- **Records from a collection**:
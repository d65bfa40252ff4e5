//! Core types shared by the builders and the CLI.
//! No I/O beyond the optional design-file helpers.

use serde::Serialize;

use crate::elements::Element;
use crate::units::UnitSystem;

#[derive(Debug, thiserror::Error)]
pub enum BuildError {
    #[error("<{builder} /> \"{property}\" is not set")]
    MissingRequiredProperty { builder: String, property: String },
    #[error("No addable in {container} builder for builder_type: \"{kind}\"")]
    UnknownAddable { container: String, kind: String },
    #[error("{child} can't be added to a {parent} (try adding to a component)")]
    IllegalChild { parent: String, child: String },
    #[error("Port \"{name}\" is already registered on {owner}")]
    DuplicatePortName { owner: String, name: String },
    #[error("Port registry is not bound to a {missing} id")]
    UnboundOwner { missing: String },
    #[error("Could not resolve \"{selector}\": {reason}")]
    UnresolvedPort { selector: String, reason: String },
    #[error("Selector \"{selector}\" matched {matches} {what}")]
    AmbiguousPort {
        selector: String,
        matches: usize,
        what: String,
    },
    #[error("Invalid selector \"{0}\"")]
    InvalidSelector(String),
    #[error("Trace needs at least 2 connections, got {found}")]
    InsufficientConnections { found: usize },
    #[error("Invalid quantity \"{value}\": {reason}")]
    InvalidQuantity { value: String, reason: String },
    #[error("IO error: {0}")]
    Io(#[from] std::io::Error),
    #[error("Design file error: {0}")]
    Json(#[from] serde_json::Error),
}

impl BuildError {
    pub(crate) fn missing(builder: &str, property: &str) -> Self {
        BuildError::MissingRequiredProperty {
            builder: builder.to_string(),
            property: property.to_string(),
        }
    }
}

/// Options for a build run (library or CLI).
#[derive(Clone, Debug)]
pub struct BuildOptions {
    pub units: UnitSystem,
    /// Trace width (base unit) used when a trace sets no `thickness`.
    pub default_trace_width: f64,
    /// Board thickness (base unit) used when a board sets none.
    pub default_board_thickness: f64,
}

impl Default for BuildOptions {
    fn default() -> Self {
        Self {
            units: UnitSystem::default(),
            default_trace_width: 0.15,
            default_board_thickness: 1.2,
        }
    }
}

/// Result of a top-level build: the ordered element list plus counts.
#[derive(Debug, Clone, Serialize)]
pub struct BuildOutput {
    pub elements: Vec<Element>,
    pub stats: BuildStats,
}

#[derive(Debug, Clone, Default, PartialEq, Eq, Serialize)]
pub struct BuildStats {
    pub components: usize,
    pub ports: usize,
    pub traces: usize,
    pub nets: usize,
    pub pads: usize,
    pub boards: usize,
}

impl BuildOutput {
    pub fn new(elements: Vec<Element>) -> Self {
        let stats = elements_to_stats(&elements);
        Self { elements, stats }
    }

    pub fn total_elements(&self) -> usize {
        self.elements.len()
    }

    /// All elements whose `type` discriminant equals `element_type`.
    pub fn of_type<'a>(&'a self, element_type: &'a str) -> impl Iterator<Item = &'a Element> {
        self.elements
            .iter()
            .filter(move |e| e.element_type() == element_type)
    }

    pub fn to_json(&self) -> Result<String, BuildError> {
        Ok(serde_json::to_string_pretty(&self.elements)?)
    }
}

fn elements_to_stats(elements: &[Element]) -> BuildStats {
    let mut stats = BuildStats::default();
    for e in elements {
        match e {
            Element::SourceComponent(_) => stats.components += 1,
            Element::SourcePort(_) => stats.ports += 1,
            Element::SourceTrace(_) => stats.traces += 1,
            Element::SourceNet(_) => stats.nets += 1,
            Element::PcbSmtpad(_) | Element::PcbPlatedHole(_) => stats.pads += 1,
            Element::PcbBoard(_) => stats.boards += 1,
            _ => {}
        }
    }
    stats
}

- **Problem statement**: Please give back all of the records exactly as written.

- **The answer**:
repository d65bfa40252ff4e5
//! Core types shared by the builders and the CLI.
//! No I/O beyond the optional design-file helpers.

use serde::Serialize;

use crate::elements::Element;
use crate::units::UnitSystem;

#[derive(Debug, thiserror::Error)]
pub enum BuildError {
    #[error("<{builder} /> \"{property}\" is not set")]
    MissingRequiredProperty { builder: String, property: String },
    #[error("No addable in {container} builder for builder_type: \"{kind}\"")]
    UnknownAddable { container: String, kind: String },
    #[error("{child} can't be added to a {parent} (try adding to a component)")]
    IllegalChild { parent: String, child: String },
    #[error("Port \"{name}\" is already registered on {owner}")]
    DuplicatePortName { owner: String, name: String },
    #[error("Port registry is not bound to a {missing} id")]
    UnboundOwner { missing: String },
    #[error("Could not resolve \"{selector}\": {reason}")]
    UnresolvedPort { selector: String, reason: String },
    #[error("Selector \"{selector}\" matched {matches} {what}")]
    AmbiguousPort {
        selector: String,
        matches: usize,
        what: String,
    },
    #[error("Invalid selector \"{0}\"")]
    InvalidSelector(String),
    #[error("Trace needs at least 2 connections, got {found}")]
    InsufficientConnections { found: usize },
    #[error("Invalid quantity \"{value}\": {reason}")]
    InvalidQuantity { value: String, reason: String },
    #[error("IO error: {0}")]
    Io(#[from] std::io::Error),
    #[error("Design file error: {0}")]
    Json(#[from] serde_json::Error),
}

impl BuildError {
    pub(crate) fn missing(builder: &str, property: &str) -> Self {
        BuildError::MissingRequiredProperty {
            builder: builder.to_string(),
            property: property.to_string(),
        }
    }
}

/// Options for a build run (library or CLI).
#[derive(Clone, Debug)]
pub struct BuildOptions {
    pub units: UnitSystem,
    /// Trace width (base unit) used when a trace sets no `thickness`.
    pub default_trace_width: f64,
    /// Board thickness (base unit) used when a board sets none.
    pub default_board_thickness: f64,
}

impl Default for BuildOptions {
    fn default() -> Self {
        Self {
            units: UnitSystem::default(),
            default_trace_width: 0.15,
            default_board_thickness: 1.2,
        }
    }
}

/// Result of a top-level build: the ordered element list plus counts.
#[derive(Debug, Clone, Serialize)]
pub struct BuildOutput {
    pub elements: Vec<Element>,
    pub stats: BuildStats,
}

#[derive(Debug, Clone, Default, PartialEq, Eq, Serialize)]
pub struct BuildStats {
    pub components: usize,
    pub ports: usize,
    pub traces: usize,
    pub nets: usize,
    pub pads: usize,
    pub boards: usize,
}

impl BuildOutput {
    pub fn new(elements: Vec<Element>) -> Self {
        let stats = elements_to_stats(&elements);
        Self { elements, stats }
    }

    pub fn total_elements(&self) -> usize {
        self.elements.len()
    }

    /// All elements whose `type` discriminant equals `element_type`.
    pub fn of_type<'a>(&'a self, element_type: &'a str) -> impl Iterator<Item = &'a Element> {
        self.elements
            .iter()
            .filter(move |e| e.element_type() == element_type)
    }

    pub fn to_json(&self) -> Result<String, BuildError> {
        Ok(serde_json::to_string_pretty(&self.elements)?)
    }
}

fn elements_to_stats(elements: &[Element]) -> BuildStats {
    let mut stats = BuildStats::default();
    for e in elements {
        match e {
            Element::SourceComponent(_) => stats.components += 1,
            Element::SourcePort(_) => stats.ports += 1,
            Element::SourceTrace(_) => stats.traces += 1,
            Element::SourceNet(_) => stats.nets += 1,
            Element::PcbSmtpad(_) | Element::PcbPlatedHole(_) => stats.pads += 1,
            Element::PcbBoard(_) => stats.boards += 1,
            _ => {}
        }
    }
    stats
}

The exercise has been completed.